Текст книги "Дело антикварной мафии"


Автор книги: Алексей Биргер



сообщить о нарушении

Текущая страница: 2 (всего у книги 7 страниц)

– Я вот думаю, – Олег встал, – может, если выяснится, что старушек несколько и икон за ними немало, то взять и купить одну из икон? Чтобы была у нас вещественная улика. Мы ведь и экспертизу можем провести. Да и вам, Виталий Яковлевич, покажем улику, чтобы вы как профессионал сказали, это – глупая подделка или за этим кроется что-то посерьезней.

– И на какие шиши ты ее купишь? – осведомился Илюха.

– Действительно, – вмешался Виталий Яковлевич, – если старушка продает по той цене, по которой торгуют иконами в церковных лавках, то икона может стоить до тысячи рублей! Писанная по дереву, на хорошей доске.

– Ну, тысячу рублей я как-нибудь найду, – хмыкнул Вельяминов.

Олег Вельяминов, как и Сашка Юденич, были из очень состоятельных семей. Богатых, можно сказать. В этом смысле они были среди нас… ну, как сказать, «белыми воронами», что ли. Конечно, мир, из которого они пришли в училище, здорово отличался от мира их одноклассников. Например, к началу учебного года они приехали в училище в такой одежде, которая, наверно, не одну сотню долларов стоила. Ну и получили от Осетрова замечание: не сметь носить то, что другим не по карману!

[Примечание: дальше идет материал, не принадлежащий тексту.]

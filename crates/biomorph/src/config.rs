//! Simulator configuration with layered loading
//!
//! Configuration is loaded from multiple sources (lowest to highest priority):
//! 1. Compiled defaults
//! 2. `biomorph.ron` file (if exists), or the file given on the command line
//! 3. Environment variables prefixed with `BIOMORPH_`
//!
//! Example environment variable: `BIOMORPH_PHYSICS__ELASTICITY=1.0`

use anyhow::{Context, Result};
use biomorph_core::WorldConfig;
use biomorph_organism::{LifeConfig, MutationConfig, OrganismConfig, PhysicsConfig};
use biomorph_simulation::ReactionConfig;
use config::{Config, Environment, File, FileFormat};
use serde::{Deserialize, Serialize};
use std::path::{Path, PathBuf};

/// Main simulator configuration
#[derive(Debug, Clone, Serialize, Deserialize, Default)]
pub struct AppConfig {
    #[serde(default)]
    pub world: WorldConfig,

    #[serde(default)]
    pub mutation: MutationConfig,

    #[serde(default)]
    pub life: LifeConfig,

    #[serde(default)]
    pub physics: PhysicsConfig,

    #[serde(default)]
    pub reactions: ReactionConfig,

    #[serde(default)]
    pub run: RunConfig,
}

/// Run loop settings
#[derive(Debug, Clone, Serialize, Deserialize)]
pub struct RunConfig {
    /// Seed of the single random stream driving the whole run
    pub seed: u64,
    /// Ticks to simulate (the run stops earlier on extinction)
    pub ticks: u64,
    /// Ticks between statistics lines; 0 disables them
    pub report_every: u64,
    /// RON reaction table applied over the built-in rules
    #[serde(default)]
    pub reaction_table: Option<PathBuf>,
}

impl Default for RunConfig {
    fn default() -> Self {
        Self {
            seed: 1,
            ticks: 10_000,
            report_every: 500,
            reaction_table: None,
        }
    }
}

impl AppConfig {
    /// Load configuration with layered priority:
    /// 1. Compiled defaults (lowest priority)
    /// 2. `path`, or `biomorph.ron` if it exists
    /// 3. Environment variables prefixed with `BIOMORPH_` (highest priority)
    pub fn load(path: Option<&Path>) -> Result<Self> {
        let file = match path {
            Some(path) => File::from(path).format(FileFormat::Ron).required(true),
            None => File::with_name("biomorph")
                .format(FileFormat::Ron)
                .required(false),
        };

        let builder = Config::builder()
            // Layer 1: Compiled defaults (simulation sections use their serde defaults)
            .set_default("run.seed", 1_i64)?
            .set_default("run.ticks", 10_000_i64)?
            .set_default("run.report_every", 500_i64)?
            // Layer 2: Config file
            .add_source(file)
            // Layer 3: Environment variables (BIOMORPH_PHYSICS__ELASTICITY, etc.)
            .add_source(
                Environment::with_prefix("BIOMORPH")
                    .prefix_separator("_")
                    .separator("__")
                    .try_parsing(true),
            );

        let config = builder.build().context("Failed to build configuration")?;

        config
            .try_deserialize()
            .context("Failed to deserialize configuration")
    }

    /// Rules every organism is simulated under
    pub fn organism_config(&self) -> OrganismConfig {
        OrganismConfig {
            mutation: self.mutation.clone(),
            life: self.life.clone(),
            physics: self.physics.clone(),
            reactions: self.reactions.clone(),
        }
    }
}

#[cfg(test)]
mod tests {
    use super::*;
    use std::io::Write;

    #[test]
    fn test_default_config() {
        let config = AppConfig::default();
        assert_eq!(config.world.width, 3000.0);
        assert_eq!(config.world.initial_co2, 100_000.0);
        assert_eq!(config.mutation.mutation_rate, 0.01);
        assert_eq!(config.life.initial_energy, 40.0);
        assert_eq!(config.physics.elasticity, 0.8);
        assert_eq!(config.reactions.healing, 4500.0);
        assert_eq!(config.run.seed, 1);
        assert!(config.run.reaction_table.is_none());
    }

    #[test]
    fn test_load_config_with_defaults() {
        // Should load defaults when no config file exists
        let config = AppConfig::load(None).expect("Failed to load config");
        assert_eq!(config.run.report_every, 500);
        assert_eq!(config.physics.rubbing, 0.98);
        assert_eq!(config.organism_config(), OrganismConfig::default());
    }

    #[test]
    fn test_load_config_from_file() {
        let mut file = tempfile::NamedTempFile::new().expect("temp file");
        write!(
            file,
            "(world: (width: 800.0, initial_organisms: 12), physics: (elasticity: 1.0), run: (seed: 9))"
        )
        .expect("write config");

        let config = AppConfig::load(Some(file.path())).expect("Failed to load config");
        assert_eq!(config.world.width, 800.0);
        assert_eq!(config.world.height, 3000.0);
        assert_eq!(config.world.initial_organisms, 12);
        assert_eq!(config.physics.elasticity, 1.0);
        assert_eq!(config.physics.max_velocity, 5.0);
        assert_eq!(config.run.seed, 9);
        assert_eq!(config.run.ticks, 10_000);
    }

    #[test]
    fn test_environment_overrides_file() {
        let mut file = tempfile::NamedTempFile::new().expect("temp file");
        write!(file, "(world: (max_population: 10, spawn_attempts: 5))").expect("write config");

        // Only keys no other test asserts on, since tests share the environment
        std::env::set_var("BIOMORPH_WORLD__MAX_POPULATION", "77");
        let config = AppConfig::load(Some(file.path()));
        std::env::remove_var("BIOMORPH_WORLD__MAX_POPULATION");

        let config = config.expect("Failed to load config");
        assert_eq!(config.world.max_population, 77);
        assert_eq!(config.world.spawn_attempts, 5);
    }

    #[test]
    fn test_missing_explicit_file_is_an_error() {
        let result = AppConfig::load(Some(Path::new("definitely/not/here.ron")));
        assert!(result.is_err());
    }
}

Этот урок они усвоили и держались с тех пор намного скромней. Юденич вообще старался не выделяться, а вот Вельяминова иногда прорывало, потому что он немножко пижон по натуре.

При этом, надо сказать, парень он хороший. Не был бы таким – не попал бы в училище, потому что, я говорил, отбор у нас был очень жесткий.

– Вельяминов! – Осетров прищурился. – Мне кажется, ты предложил это не для пользы дела, а чтобы лишний раз щегольнуть…

– Да нет… Да я… – смутился Вельяминов, – я действительно для пользы дела предлагал. А если что не так прозвучало, то я извиняюсь…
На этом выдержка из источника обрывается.